2.07.2013

Analyzing Functional Movement

(Editor's note: I wrote this several years ago and it just never made it to be posted. I think that it's still valid, but that will explain some of the references to my commute and we'll blame any errors on that too)

One of the skills learned in occupational therapy school is how to analyze functional movement, both in patterns and specific observations. While this is a skills that is taught in refined in school, you may have already intuitively noted some analyses of your own. Therapists are rather notorious for noting differences in movement patterns while out at the mall or other public spaces, but before schooling, people often notice when they spot a task occurring in an odd or different way. 
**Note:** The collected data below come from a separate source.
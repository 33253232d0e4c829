// WHY: Pipeline orchestration lives in the library so the CLI, the integration tests
// and the benchmark all drive the exact same fan-out/join path

use indicatif::{ProgressBar, ProgressStyle};
use std::path::PathBuf;
use std::sync::atomic::Ordering;
use std::sync::Arc;
use std::time::{Duration, Instant};
use tokio::sync::Semaphore;
use tokio::task::{JoinError, JoinSet};
use tracing::{info, warn};

use crate::aggregator::Statistics;
use crate::config::AnalysisConfig;
use crate::discovery::{collect_discovered_files, FileRecord};
use crate::error::{AnalyzeError, Result};
use crate::filter::{filter_by_book, filter_sprt_only, BookMatcher};
use crate::fixfen::FixFenTable;
use crate::ingest::{ingest_chunk, FileStats, IngestContext, RunCounters};
use crate::metadata::resolve_metadata;
use crate::partition::{split_chunks, target_chunks};

/// Aggregated state after every worker has joined
#[derive(Debug)]
pub struct AnalysisRun {
    pub entries: Vec<(String, Statistics)>,
    /// Distinct positions aggregated, kept even if `entries` is taken
    pub positions: usize,
    pub total_games: u64,
    pub total_chunks: usize,
    pub files_analyzed: usize,
    pub files_failed: usize,
    pub duplicate_tests: usize,
    pub elapsed: Duration,
}

/// Files that survived discovery, metadata resolution and filtering
#[derive(Debug)]
pub struct FileSelection {
    pub files: Vec<FileRecord>,
    pub discovered: usize,
    pub duplicate_tests: usize,
}

/// Discovers, resolves and filters the files one run will ingest
pub async fn select_files(config: &AnalysisConfig) -> Result<FileSelection> {
    // WHY: an empty pattern is rejected before touching the disk
    let matcher = config
        .match_book
        .as_deref()
        .map(BookMatcher::new)
        .transpose()?;
    if matcher.is_none() && config.match_book_inverted {
        warn!("--matchBookInverted has no effect without --matchBook");
    }

    let mut files = collect_discovered_files(&config.root_dir, config.discovery()).await?;
    let discovered = files.len();
    let index = resolve_metadata(&files, config.allow_duplicates)?;

    if let Some(matcher) = &matcher {
        filter_by_book(&mut files, &index, matcher, config.match_book_inverted);
    }
    if config.sprt_only {
        filter_sprt_only(&mut files, &index);
    }

    Ok(FileSelection {
        files,
        discovered,
        duplicate_tests: index.conflicts().len(),
    })
}

fn progress_bar(chunks: usize, visible: bool) -> ProgressBar {
    if !visible {
        return ProgressBar::hidden();
    }

    let bar = ProgressBar::new(chunks as u64);
    if let Ok(style) = ProgressStyle::with_template("Progress: {pos}/{len} chunks [{elapsed_precise}] {wide_bar}") {
        bar.set_style(style);
    }
    bar
}

type ChunkOutcome = std::result::Result<Result<Vec<FileStats>>, JoinError>;

/// Folds one joined chunk into the collected stats, keeping the first fatal error
fn collect_chunk(
    joined: ChunkOutcome,
    counters: &RunCounters,
    file_stats: &mut Vec<FileStats>,
    fatal: &mut Option<AnalyzeError>,
) {
    match joined {
        Ok(Ok(stats)) => file_stats.extend(stats),
        Ok(Err(e)) => {
            counters.abort();
            fatal.get_or_insert(e);
        }
        Err(e) => {
            counters.abort();
            fatal.get_or_insert(AnalyzeError::Worker(e.to_string()));
        }
    }
}

/// Ingests `files` on `concurrency` workers into the shared table in `ctx`.
///
/// Files are split into `4 × concurrency` contiguous chunks; each chunk runs
/// to completion on the blocking pool and at most `concurrency` chunks are in
/// flight. The join below is the only barrier. A fatal error from any chunk
/// aborts the run: no further chunks are submitted, running chunks stop
/// before their next file, and the error is returned once they have joined.
pub async fn process_files_parallel(
    files: Vec<PathBuf>,
    ctx: &Arc<IngestContext>,
    concurrency: usize,
    show_progress: bool,
) -> Result<Vec<FileStats>> {
    let concurrency = concurrency.max(1);
    let chunks = split_chunks(&files, target_chunks(concurrency));
    let total_chunks = chunks.len();
    info!(
        "Processing {} files in {} chunks with concurrency {}",
        files.len(),
        total_chunks,
        concurrency
    );

    let permits = Arc::new(Semaphore::new(concurrency));
    let progress = progress_bar(total_chunks, show_progress);
    let mut tasks = JoinSet::new();
    let mut file_stats = Vec::with_capacity(files.len());
    let mut fatal = None;
    let mut submitted = 0;

    for chunk in chunks {
        while let Some(joined) = tasks.try_join_next() {
            collect_chunk(joined, &ctx.counters, &mut file_stats, &mut fatal);
        }
        if ctx.counters.is_aborted() {
            break;
        }

        let permit = Arc::clone(&permits)
            .acquire_owned()
            .await
            .map_err(|e| AnalyzeError::Worker(e.to_string()))?;
        // WHY: the failing chunk raises the flag before it releases its permit
        if ctx.counters.is_aborted() {
            break;
        }

        let ctx = Arc::clone(ctx);
        let progress = progress.clone();
        tasks.spawn_blocking(move || {
            let _permit = permit;
            let result = ingest_chunk(&chunk, &ctx);
            ctx.counters.total_chunks.fetch_add(1, Ordering::Relaxed);
            progress.inc(1);
            result
        });
        submitted += 1;
    }

    while let Some(joined) = tasks.join_next().await {
        collect_chunk(joined, &ctx.counters, &mut file_stats, &mut fatal);
    }
    progress.finish_and_clear();

    if let Some(e) = fatal {
        warn!(
            "Aborting run after a fatal error, {} of {} chunks never started",
            total_chunks - submitted,
            total_chunks
        );
        return Err(e);
    }

    Ok(file_stats)
}

/// Runs the whole pipeline: file selection, fix-up table, parallel ingestion.
pub async fn run_analysis(config: &AnalysisConfig) -> Result<AnalysisRun> {
    let start = Instant::now();

    // WHY: selection validates --matchBook before anything else touches the disk
    let selection = select_files(config).await?;
    let files_analyzed = selection.files.len();
    info!(
        "Analyzing {} of {} discovered files",
        files_analyzed, selection.discovered
    );

    let fixfen = match &config.fixfen_source {
        Some(path) => Some(FixFenTable::load(path, &config.reader)?),
        None => None,
    };

    let paths: Vec<PathBuf> = selection.files.into_iter().map(|f| f.path).collect();
    let ctx = Arc::new(IngestContext {
        fixfen,
        reader: config.reader.clone(),
        ..Default::default()
    });
    let file_stats = process_files_parallel(
        paths,
        &ctx,
        config.effective_concurrency(),
        config.show_progress,
    )
    .await?;

    let ctx = Arc::try_unwrap(ctx)
        .map_err(|_| AnalyzeError::Worker("ingest context still shared after join".to_string()))?;
    let files_failed = file_stats.iter().filter(|s| s.error.is_some()).count();
    let entries = ctx.table.into_entries();
    let run = AnalysisRun {
        positions: entries.len(),
        total_games: ctx.counters.games(),
        total_chunks: ctx.counters.chunks(),
        files_analyzed,
        files_failed,
        duplicate_tests: selection.duplicate_tests,
        entries,
        elapsed: start.elapsed(),
    };

    info!(
        "Ingested {} games into {} positions from {} files ({} failed) in {:.3}s",
        run.total_games,
        run.positions,
        run.files_analyzed,
        run.files_failed,
        run.elapsed.as_secs_f64()
    );

    Ok(run)
}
For example, I am frequently amused during my morning commute. There are 5-7 escalators that I take each day, and I usually walk up them to save time and musculature. But the amusing part comes in watching people step on and off the escalator. Some people pause in their usual cadence to get the timing right, but others come to a dead stop near the edge of the steps. Others take small, short steps and keep their pace the same. 

There is also a mechanical door that is on my path, and watching people either learn the pattern and change their pace (faster or slower) to appropriately interact or fail to learn the pattern and end up stopping the door is notable, if annoying (hey, who wants to be stuck in a mechanical door, even if you are studying movement?).

Everyone has their own movement quirks that they're likely unaware of. Maybe not as  involved as Robert Barone's food to chin behavior (video), but there nonetheless. Until we had our functional movement class and had to watch each other perform different tasks, I was unaware that every time I pour a liquid or focus intently, I tilt my head to the side of the movement. Do I subconsciously think that tilting my head as the liquid flows will keep me from spilling? I don't know, but it is what I do. 

The analysis of movement is a skill, and not just a fun party trick. If you don't know HOW a person goes about a movement, how can you expect to return them to their normal functioning? (Obviously WHY is also important, but that's another entry) Because each person is unique in their movements, you have to individualize the treatment they get so that it is relevant to their situation. 

One example is a woman I have seen multiple times on the orthopedic floor. Unfortunately, she has required multiple washouts and revisions of her LE joint replacements. She also has severe Rheumatoid Arthritis in all extremities. Typically, therapists approach a pt. s/p a hip or knee surgery with a walker, however, this lady is unable to use a walker due to her wrists and hands. So she usually throws new therapists with limitations in ROM, strength and weight bearing in all extremities. But with crutches and modified technique, she was able to transfer effectively.

Another great example of this was a wonderfully pleasant gentleman that I worked with after his hip fracture for several weeks on the transitional care unit. He had Parkinson's Disease, and several adaptations to achieve movement when he was un-injured. Prior to his hospitalization, he needed arm rails on his chairs and a lot of rocking to be able to stand up. This need didn't disappear after his injury, and in fact he had greater difficulties with movement not just because he now had a broken hip with lots of pain, but because his medication schedule got messed up in the hospital. So we needed to coordinate a.m. ADLs with pain and other medications, needed to use the toilet in the shower room across the hall instead of his room to allow better placement of grab bars, shoes before standing (NOT socks) and extra time to complete all tasks. If we hadn't carefully individualized his treatment and looked for solutions that fit his abilities, he likely would have required a much longer stay and been frustrated by the lack of independence.

Movement analysis and activity analysis are key to basic occupational therapy practice. Have you noticed a unique movement pattern on yourself or someone else? Feel free to share.